The main part of the analysis of the WIT Toxicity Text Model Comparison compares two
models drawn from ConversationAI, an “initiative to protect
voices in conversation,” to apply to the Wikipedia comments dataset.
ConversationAI claims to develop tools so that “globally, fewer
people are silenced and more people are able to safely engage in good faith
discussion online.”
[15] They further argue that their team
“leads as an example of ethical practices in building
technology”
[
ConversationAI 2021a].
[16] ConversationAI is developed by Jigsaw
and the Google Counter-Abuse Technology Team and hosted on GitHub.

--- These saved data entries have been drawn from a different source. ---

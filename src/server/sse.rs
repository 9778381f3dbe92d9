use axum::{
    extract::State,
    response::sse::{Event, KeepAlive, Sse},
};
use futures::stream::Stream;
use std::convert::Infallible;
use std::time::Duration;
use tokio::sync::broadcast;
use tokio_stream::StreamExt as _;
use tracing::info;

use crate::registry::DisplayNode;

use super::http::AppState;

// Global event broadcaster for operator dashboards
lazy_static::lazy_static! {
    static ref EVENT_BROADCASTER: broadcast::Sender<WallEvent> = {
        let (tx, _) = broadcast::channel(100);
        tx
    };
}

#[derive(Clone, Debug, serde::Serialize)]
#[serde(tag = "type", rename_all = "snake_case")]
pub enum WallEvent {
    ScreensUpdated {
        screens: Vec<DisplayNode>,
    },
    Error {
        message: String,
    },
}

pub async fn sse_handler(
    State(_state): State<AppState>,
) -> Sse<impl Stream<Item = Result<Event, Infallible>>> {
    info!("New SSE client connected");

    let rx = EVENT_BROADCASTER.subscribe();

    let stream = tokio_stream::wrappers::BroadcastStream::new(rx).map(|result| {
        match result {
            Ok(event) => {
                let json = serde_json::to_string(&event).unwrap_or_default();
                Ok(Event::default().event("wall-event").data(json))
            }
            Err(_) => {
                // Client lagged, send a sync event
                Ok(Event::default().event("sync-required").data("{}"))
            }
        }
    });

    Sse::new(stream).keep_alive(
        KeepAlive::new()
            .interval(Duration::from_secs(30))
            .text("keep-alive"),
    )
}

pub fn broadcast_event(event: WallEvent) {
    let _ = EVENT_BROADCASTER.send(event);
}

pub fn notify_screens_updated(screens: Vec<DisplayNode>) {
    broadcast_event(WallEvent::ScreensUpdated { screens });
}

pub fn notify_error(message: String) {
    broadcast_event(WallEvent::Error { message });
}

The two main pre-trained models used in the analysis are cnn_wiki_tox_v3_model.h5 and
cnn_debias_tox_v3_model.h5.
[17] The latter has had debiasing performed during its training. Both models are
convolutional neural network models, accessed using the Kera open-source software
library (see [
Liu Anci 2019] for a comprehensive explanation of generating
models from sentence templates).
[18] CNNs work by modelling animal visual perception, and can therefore be applied
to automatic recognition of patterns. CNNs are made up of multiple layers of
individual software sensory neurons (so-called receptive fields, which are made up of
clusters of these neurons). The word “convolution” comes from its use to
describe a mathematical operation on two functions which produces a third function.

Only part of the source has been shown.